Sans vouloir me vanter, j'ai toujours su me faire respecter de mes élèves, mais pas comme mon collègue de CM1 qui hurle et menace dès que les décibels enflent dans sa salle. Il rajoute, pour ainsi dire, du bruit au bruit, et quand ce n'est pas suffisant, il retient les perturbateurs en étude surveillée, pendant laquelle il leur fait recopier les tables de 7 et de 9. « Comme ça, dit-il, ils ne perdent pas leur temps, et même ils me remercieront quand, en sixième, ils devront faire du calcul mental. »

            Je ne suis pas d'accord avec lui, les manuels de pédagogie qui m'accompagnent en vacances spécifient bien que la plupart du temps ces ingestions forcées ne servent qu'à dégoûter les jeunes, comme les carottes ou les épinards qu'on nous faisait avaler petits.

            Je ne suis pas un bourreau. On n'apprend bien que dans la détente et le plaisir. Et bien sûr aussi dans le silence. C'est pourquoi j'ai mis au point quelques techniques pour remettre de l'ordre quand le brouhaha s'installe. Par exemple je mets de la musique. Une petite cantate de Bach, cela les rend perplexes, ils n'ont pas l'habitude, et se laissent peu à peu capter par la ferveur des voix.
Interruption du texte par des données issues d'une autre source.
//! Review session state machine.
//!
//! A session snapshots the due list once at start, then walks it card by card:
//! reveal, grade, advance. When the snapshot runs out the due list is fetched
//! again so cards that became due mid-session are picked up.

use serde::Serialize;

use super::scheduler::{schedule, Quality};
use crate::dictionary::{DictionaryEntry, DictionaryStore, SrsState, Timestamp};
use crate::error::SessionError;

/// Where the session stands.
#[derive(Debug, Clone, Copy, PartialEq, Eq, Serialize)]
#[serde(tag = "state", rename_all = "snake_case")]
pub enum SessionState {
    Presenting { index: usize, revealed: bool },
    /// Nothing was due when the session started (or was reloaded).
    Empty,
    /// Every fetched card has been graded and nothing else is due.
    Complete,
}

/// How a fetched batch is ordered.
#[derive(Debug, Clone, Copy, PartialEq, Eq)]
pub enum SessionOrder {
    /// Oldest-due first, ties by word.
    DueFirst,
    /// Shuffled within each fetched batch. The batch itself is still the
    /// oldest-due slice, so large backlogs stay fair.
    ShuffledBatch { seed: u64 },
}

#[derive(Debug, Clone, Copy, Default, PartialEq, Eq, Serialize)]
pub struct SessionProgress {
    pub reviewed: u64,
    /// Cards left in the current batch, including the one on screen.
    pub remaining: u64,
    pub again_count: u64,
    pub correct_count: u64,
}

/// The card on screen.
#[derive(Debug, Clone, Copy)]
pub struct Card<'a> {
    pub entry: &'a DictionaryEntry,
    pub revealed: bool,
}

pub struct ReviewSession {
    cards: Vec<DictionaryEntry>,
    state: SessionState,
    order: SessionOrder,
    batch_size: usize,
    progress: SessionProgress,
    rng: XorShift64,
}

impl ReviewSession {
    /// Start a session over whatever is due at `now`.
    /// `batch_size` of 0 means no limit per fetch.
    pub fn start(
        store: &DictionaryStore,
        now: Timestamp,
        order: SessionOrder,
        batch_size: usize,
    ) -> Self {
        let seed = match order {
            SessionOrder::ShuffledBatch { seed } => seed,
            SessionOrder::DueFirst => 0,
        };
        let mut session = Self {
            cards: Vec::new(),
            state: SessionState::Empty,
            order,
            batch_size,
            progress: SessionProgress::default(),
            rng: XorShift64::new(seed),
        };
        session.reload(store, now);
        session
    }

    /// Re-fetch the due list and restart at its first card.
    pub fn reload(&mut self, store: &DictionaryStore, now: Timestamp) {
        self.fetch(store, now);
        self.state = if self.cards.is_empty() {
            SessionState::Empty
        } else {
            SessionState::Presenting {
                index: 0,
                revealed: false,
            }
        };
        self.refresh_remaining();
    }

    pub fn state(&self) -> SessionState {
        self.state
    }

    pub fn progress(&self) -> SessionProgress {
        self.progress
    }

    pub fn current(&self) -> Option<Card<'_>> {
        match self.state {
            SessionState::Presenting { index, revealed } => self
                .cards
                .get(index)
                .map(|entry| Card { entry, revealed }),
            _ => None,
        }
    }

    /// Show the answer side of the current card. No-op in any other state.
    pub fn reveal(&mut self) {
        if let SessionState::Presenting {
            index,
            revealed: false,
        } = self.state
        {
            self.state = SessionState::Presenting {
                index,
                revealed: true,
            };
        }
    }

    /// Grade the revealed card, persist its new schedule, and advance.
    pub fn grade(
        &mut self,
        store: &mut DictionaryStore,
        quality: Quality,
        now: Timestamp,
    ) -> Result<SrsState, SessionError> {
        let index = match self.state {
            SessionState::Presenting {
                index,
                revealed: true,
            } => index,
            SessionState::Presenting { revealed: false, .. } => {
                return Err(SessionError::NotRevealed)
            }
            SessionState::Empty | SessionState::Complete => return Err(SessionError::NoCard),
        };
        let word = self
            .cards
            .get(index)
            .map(|c| c.word.clone())
            .ok_or(SessionError::NoCard)?;

        // Schedule from the stored state; the snapshot may be stale.
        let current = store
            .lookup(&word)
            .map(|e| e.srs)
            .ok_or_else(|| crate::error::StoreError::UnknownWord(word.clone()))?;
        let next = schedule(&current, quality, now);
        store.apply_review_result(&word, next)?;
        store.record_review(&word, quality, &next);

        tracing::debug!(
            word = %word,
            quality = quality.value(),
            interval_days = next.interval_days,
            ease_factor = next.ease_factor,
            "card graded"
        );

        self.progress.reviewed += 1;
        if quality == Quality::Again {
            self.progress.again_count += 1;
        } else {
            self.progress.correct_count += 1;
        }

        if index + 1 < self.cards.len() {
            self.state = SessionState::Presenting {
                index: index + 1,
                revealed: false,
            };
        } else {
            self.fetch(store, now);
            self.state = if self.cards.is_empty() {
                SessionState::Complete
            } else {
                SessionState::Presenting {
                    index: 0,
                    revealed: false,
                }
            };
        }
        self.refresh_remaining();

        Ok(next)
    }

    fn fetch(&mut self, store: &DictionaryStore, now: Timestamp) {
        let mut due = store.due_entries(now);
        if self.batch_size > 0 {
            due.truncate(self.batch_size);
        }
        if let SessionOrder::ShuffledBatch { .. } = self.order {
            self.rng.shuffle(&mut due);
        }
        tracing::debug!(cards = due.len(), "review batch fetched");
        self.cards = due;
    }

    fn refresh_remaining(&mut self) {
        self.progress.remaining = match self.state {
            SessionState::Presenting { index, .. } => (self.cards.len() - index) as u64,
            _ => 0,
        };
    }
}

/// Small deterministic PRNG for batch shuffling.
#[derive(Debug, Clone)]
struct XorShift64(u64);

impl XorShift64 {
    fn new(seed: u64) -> Self {
        // xorshift has an all-zero fixed point
        Self(if seed == 0 { 0x9E37_79B9_7F4A_7C15 } else { seed })
    }

    fn next_u64(&mut self) -> u64 {
        let mut x = self.0;
        x ^= x << 13;
        x ^= x >> 7;
        x ^= x << 17;
        self.0 = x;
        x
    }

    /// Fisher–Yates.
    fn shuffle<T>(&mut self, items: &mut [T]) {
        for i in (1..items.len()).rev() {
            let j = (self.next_u64() % (i as u64 + 1)) as usize;
            items.swap(i, j);
        }
    }
}

#[cfg(test)]
mod tests {
    use super::*;

    const T0: Timestamp = 1_700_000_000_000;

    fn store_with(words: &[&str]) -> DictionaryStore {
        let mut store = DictionaryStore::in_memory();
        for (i, w) in words.iter().enumerate() {
            store.upsert(w, "", "meaning", T0 + i as i64).unwrap();
        }
        store
    }

    #[test]
    fn empty_store_starts_empty() {
        let store = DictionaryStore::in_memory();
        let mut session = ReviewSession::start(&store, T0, SessionOrder::DueFirst, 0);
        assert_eq!(session.state(), SessionState::Empty);
        assert!(session.current().is_none());
        session.reveal();
        assert_eq!(session.state(), SessionState::Empty);
    }

    #[test]
    fn grade_requires_reveal() {
        let mut store = store_with(&["一"]);
        let mut session = ReviewSession::start(&store, T0 + 10, SessionOrder::DueFirst, 0);

        let err = session.grade(&mut store, Quality::Good, T0 + 10).unwrap_err();
        assert!(matches!(err, SessionError::NotRevealed));
        assert_eq!(
            session.state(),
            SessionState::Presenting {
                index: 0,
                revealed: false
            }
        );
    }

    #[test]
    fn walks_cards_in_due_order_then_completes() {
        let mut store = store_with(&["一", "二", "三"]);
        let now = T0 + 10;
        let mut session = ReviewSession::start(&store, now, SessionOrder::DueFirst, 0);
        assert_eq!(session.progress().remaining, 3);

        let mut seen = Vec::new();
        while let Some(card) = session.current() {
            seen.push(card.entry.word.clone());
            session.reveal();
            session.grade(&mut store, Quality::Good, now).unwrap();
        }

        assert_eq!(seen, vec!["一", "二", "三"]);
        assert_eq!(session.state(), SessionState::Complete);
        assert_eq!(session.progress().reviewed, 3);
        assert_eq!(session.progress().correct_count, 3);
        assert_eq!(session.progress().remaining, 0);
        assert!(store.due_entries(now).is_empty());
    }

    #[test]
    fn grading_complete_session_is_an_error() {
        let mut store = store_with(&["一"]);
        let mut session = ReviewSession::start(&store, T0, SessionOrder::DueFirst, 0);
        session.reveal();
        session.grade(&mut store, Quality::Easy, T0).unwrap();

        assert_eq!(session.state(), SessionState::Complete);
        assert!(matches!(
            session.grade(&mut store, Quality::Easy, T0),
            Err(SessionError::NoCard)
        ));
    }

    #[test]
    fn end_of_batch_refetches_newly_due_cards() {
        let mut store = store_with(&["一", "二"]);
        let mut session = ReviewSession::start(&store, T0, SessionOrder::DueFirst, 1);
        assert_eq!(session.current().unwrap().entry.word, "一");

        session.reveal();
        session.grade(&mut store, Quality::Good, T0 + 5).unwrap();

        // batch of one exhausted; "二" became due at T0 + 1
        let card = session.current().unwrap();
        assert_eq!(card.entry.word, "二");
        assert!(!card.revealed);
        assert_eq!(session.progress().reviewed, 1);
    }

    #[test]
    fn again_counts_and_is_not_immediately_due() {
        let mut store = store_with(&["一"]);
        let mut session = ReviewSession::start(&store, T0, SessionOrder::DueFirst, 0);
        session.reveal();
        let next = session.grade(&mut store, Quality::Again, T0).unwrap();

        assert_eq!(next.review_count, 0);
        assert_eq!(session.progress().again_count, 1);
        assert_eq!(session.state(), SessionState::Complete);

        session.reload(&store, T0 + 11 * 60 * 1000);
        assert_eq!(session.current().unwrap().entry.word, "一");
    }

    #[test]
    fn shuffled_batch_is_deterministic_per_seed() {
        let words = ["a", "b", "c", "d", "e", "f", "g", "h"];
        let store = store_with(&words);
        let now = T0 + 100;

        let order_of = |seed| {
            let session =
                ReviewSession::start(&store, now, SessionOrder::ShuffledBatch { seed }, 0);
            session.cards.iter().map(|c| c.word.clone()).collect::<Vec<_>>()
        };

        let first = order_of(42);
        assert_eq!(first, order_of(42));
        let mut sorted = first.clone();
        sorted.sort();
        assert_eq!(sorted, words.iter().map(|w| w.to_string()).collect::<Vec<_>>());
    }

    #[test]
    fn shuffle_stays_within_oldest_batch() {
        let store = store_with(&["a", "b", "c", "d", "e", "f"]);
        let session =
            ReviewSession::start(&store, T0 + 100, SessionOrder::ShuffledBatch { seed: 7 }, 3);
        let mut batch: Vec<String> = session.cards.iter().map(|c| c.word.clone()).collect();
        batch.sort();
        assert_eq!(batch, vec!["a", "b", "c"]);
    }
}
            Ou bien je me fige, je croise les bras, je regarde un point fixe par la fenêtre et l'un après l'autre, intrigués, ils se mettent à regarder dans la même direction. Ils sont comme suspendus à ma posture, je me sens tout-puissant, c'en est presque jouissif.

            C'est le moment de déclamer mon poème favori,

 

Silence de vie

 

Je ne veux rien apprendre

Je ne veux rien comprendre ni retenir

de morte voix

Je ne veux plus entendre

ce vacarme sourd et muet de phrases et de chiffres de nombres et d'idées

Depuis longtemps déjà et même en se taisant la vie chante avec moi quelque chose de beau

Je n'entends pas votre langage

Je refuse un autre cerveau dit l'enfant

L'enfant sauvage.

 

            

            Ils me regardent interloqués. Ils ne savent pas qui est cet enfant sauvage. Ce n'est pas pour cela qu'ils viennent à l'école, pour se laisser dire qu'ils peuvent refuser, se rebeller. Ce n'est pas non plus pour cela que j'y viens, et pourtant, si. Comme Prévert, c'est la liberté que je désire cultiver en eux. C'est ma raison d'être professeur des écoles. Un silence léger, parfait, s'installe alors.